Records supplied:
────

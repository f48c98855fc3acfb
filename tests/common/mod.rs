//! Scripted providers and harness shared by the integration tests
#![allow(dead_code)]

use async_trait::async_trait;
use std::collections::{HashMap, HashSet};
use std::sync::{Arc, Mutex};
use world_sim::core::config::EngineConfig;
use world_sim::core::error::{Result, SimError};
use world_sim::core::types::{ActorId, Round};
use world_sim::entity::action::{OutcomeKind, OutcomeQuality};
use world_sim::entity::actor::{Actor, Enrichment};
use world_sim::entity::record::ActionResult;
use world_sim::entity::simulation::Simulation;
use world_sim::entity::state::ActorRoundState;
use world_sim::provider::decision::{ActorDecisionProvider, Decision, WorldContext};
use world_sim::provider::roster::{ActorEnricher, Roster, RosterGenerator};
use world_sim::provider::world::{ActorUpdate, WorldRequest, WorldUpdate, WorldUpdateProvider};
use world_sim::simulation::{Providers, SimulationService};
use world_sim::store::MemoryStore;

pub const CAST: [(&str, &str); 3] = [
    ("Mayor", "City executive"),
    ("Union", "Transit workers"),
    ("Press", "Local newspaper"),
];

/// Returns a fresh copy of `CAST`, or fails every time
pub struct FixedRoster {
    pub fail: bool,
}

#[async_trait]
impl RosterGenerator for FixedRoster {
    async fn generate(&self, _question: &str) -> Result<Roster> {
        if self.fail {
            return Err(SimError::Llm("roster service unavailable".into()));
        }
        Ok(Roster {
            time_unit: "week".into(),
            simulation_duration: 8,
            actors: CAST.iter().map(|(id, role)| Actor::new(*id, *role)).collect(),
        })
    }
}

/// Enriches everyone except identifiers listed in `failing`
#[derive(Default)]
pub struct StaticEnricher {
    pub failing: Mutex<HashSet<String>>,
}

impl StaticEnricher {
    pub fn failing_for(identifiers: &[&str]) -> Self {
        Self {
            failing: Mutex::new(identifiers.iter().map(|s| s.to_string()).collect()),
        }
    }

    pub fn heal(&self) {
        self.failing.lock().unwrap().clear();
    }
}

#[async_trait]
impl ActorEnricher for StaticEnricher {
    async fn enrich(&self, actor: &Actor, _question: &str) -> Result<Enrichment> {
        if self.failing.lock().unwrap().contains(&actor.identifier) {
            return Err(SimError::Llm(format!("no sources for {}", actor.identifier)));
        }
        Ok(Enrichment {
            memory: format!("{} history", actor.identifier),
            intrinsic_characteristics: format!("{} resources", actor.identifier),
            predispositions: format!("{} habits", actor.identifier),
        })
    }
}

/// Decisions planned per (identifier, round); unplanned calls decide nothing
#[derive(Default)]
pub struct ScriptedDecisions {
    script: Mutex<HashMap<(String, Round), Decision>>,
    failing: Mutex<HashSet<String>>,
    calls: Mutex<Vec<(String, Round)>>,
}

impl ScriptedDecisions {
    pub fn new() -> Self {
        Self::default()
    }

    pub fn plan(&self, identifier: &str, round: Round, decision: Decision) {
        self.script
            .lock()
            .unwrap()
            .insert((identifier.to_string(), round), decision);
    }

    pub fn fail_for(&self, identifier: &str) {
        self.failing.lock().unwrap().insert(identifier.to_string());
    }

    /// Rounds in which `identifier` was asked to decide
    pub fn rounds_asked(&self, identifier: &str) -> Vec<Round> {
        let mut rounds: Vec<Round> = self
            .calls
            .lock()
            .unwrap()
            .iter()
            .filter(|(who, _)| who == identifier)
            .map(|(_, round)| *round)
            .collect();
        rounds.dedup();
        rounds
    }
}

#[async_trait]
impl ActorDecisionProvider for ScriptedDecisions {
    async fn decide(
        &self,
        actor: &Actor,
        _history: &ActorRoundState,
        world: &WorldContext,
    ) -> Result<Decision> {
        self.calls
            .lock()
            .unwrap()
            .push((actor.identifier.clone(), world.current_round));
        if self.failing.lock().unwrap().contains(&actor.identifier) {
            return Err(SimError::Malformed("unparseable decision".into()));
        }
        Ok(self
            .script
            .lock()
            .unwrap()
            .remove(&(actor.identifier.clone(), world.current_round))
            .unwrap_or_default())
    }
}

/// Resolves every due action; success when the seed beats 0.5
#[derive(Default)]
pub struct ScriptedWorld {
    requests: Mutex<Vec<WorldRequest>>,
    fail_rounds: Mutex<HashSet<Round>>,
    stop_at: Mutex<Option<Round>>,
    omit_outcomes: Mutex<bool>,
}

impl ScriptedWorld {
    pub fn new() -> Self {
        Self::default()
    }

    pub fn fail_round(&self, round: Round) {
        self.fail_rounds.lock().unwrap().insert(round);
    }

    pub fn heal(&self) {
        self.fail_rounds.lock().unwrap().clear();
    }

    pub fn stop_at(&self, round: Round) {
        *self.stop_at.lock().unwrap() = Some(round);
    }

    pub fn omit_outcomes(&self) {
        *self.omit_outcomes.lock().unwrap() = true;
    }

    pub fn requests(&self) -> Vec<WorldRequest> {
        self.requests.lock().unwrap().clone()
    }
}

#[async_trait]
impl WorldUpdateProvider for ScriptedWorld {
    async fn resolve(&self, request: &WorldRequest) -> Result<WorldUpdate> {
        self.requests.lock().unwrap().push(request.clone());
        if self.fail_rounds.lock().unwrap().contains(&request.round) {
            return Err(SimError::Malformed("truncated world update".into()));
        }

        let action_results = if *self.omit_outcomes.lock().unwrap() {
            Vec::new()
        } else {
            request
                .due_actions
                .iter()
                .map(|d| ActionResult {
                    actor_id: d.actor_id,
                    action: d.action.clone(),
                    success_threshold: Some(0.5),
                    random_seed: d.random_seed,
                    outcome: if d.random_seed > 0.5 {
                        OutcomeKind::Success
                    } else {
                        OutcomeKind::Failure
                    },
                    outcome_quality: OutcomeQuality::Modest,
                    explanation: "scripted".into(),
                })
                .collect()
        };

        let actor_updates = request
            .due_actions
            .iter()
            .map(|d| ActorUpdate {
                actor_id: d.actor_id,
                observations: format!("Saw {} in round {}", d.action, request.round),
                ..ActorUpdate::default()
            })
            .collect();

        let stop = *self.stop_at.lock().unwrap() == Some(request.round);
        Ok(WorldUpdate {
            world_state_summary: format!(
                "Round {} saw {} action(s)",
                request.round,
                request.due_actions.len()
            ),
            key_changes: Vec::new(),
            emergent_developments: Vec::new(),
            action_results,
            actor_updates,
            continue_simulation: !stop,
            continuation_reasoning: if stop { "resolved".into() } else { "ongoing".into() },
        })
    }
}

pub fn fast_config() -> EngineConfig {
    EngineConfig {
        decision_retry_delay_ms: 0,
        world_retry_delay_ms: 0,
        ..EngineConfig::default()
    }
}

pub struct Harness {
    pub store: Arc<MemoryStore>,
    pub enricher: Arc<StaticEnricher>,
    pub decisions: Arc<ScriptedDecisions>,
    pub world: Arc<ScriptedWorld>,
    pub service: SimulationService,
}

impl Harness {
    pub fn new() -> Self {
        Self::with(FixedRoster { fail: false }, StaticEnricher::default())
    }

    pub fn with(roster: FixedRoster, enricher: StaticEnricher) -> Self {
        let store = Arc::new(MemoryStore::new());
        let enricher = Arc::new(enricher);
        let decisions = Arc::new(ScriptedDecisions::new());
        let world = Arc::new(ScriptedWorld::new());
        let providers = Providers {
            roster: Arc::new(roster),
            enricher: enricher.clone(),
            decisions: decisions.clone(),
            world: world.clone(),
        };
        let service = SimulationService::new(store.clone(), providers, fast_config());
        Self {
            store,
            enricher,
            decisions,
            world,
            service,
        }
    }

    /// A created and fully enriched simulation
    pub async fn ready(&self) -> Simulation {
        let sim = self
            .service
            .create("Will the transit strike end this month?")
            .await
            .unwrap();
        self.service.enrich(sim.simulation_id).await.unwrap();
        self.service.simulation(sim.simulation_id).await.unwrap()
    }
}

pub fn actor_id(sim: &Simulation, identifier: &str) -> ActorId {
    sim.resolve_actor(identifier).unwrap().actor_id
}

────

Brief: Search the records for the word "ActionResult" and return every line that holds it.

Exercise answer:
use world_sim::entity::record::ActionResult;
                .map(|d| ActionResult {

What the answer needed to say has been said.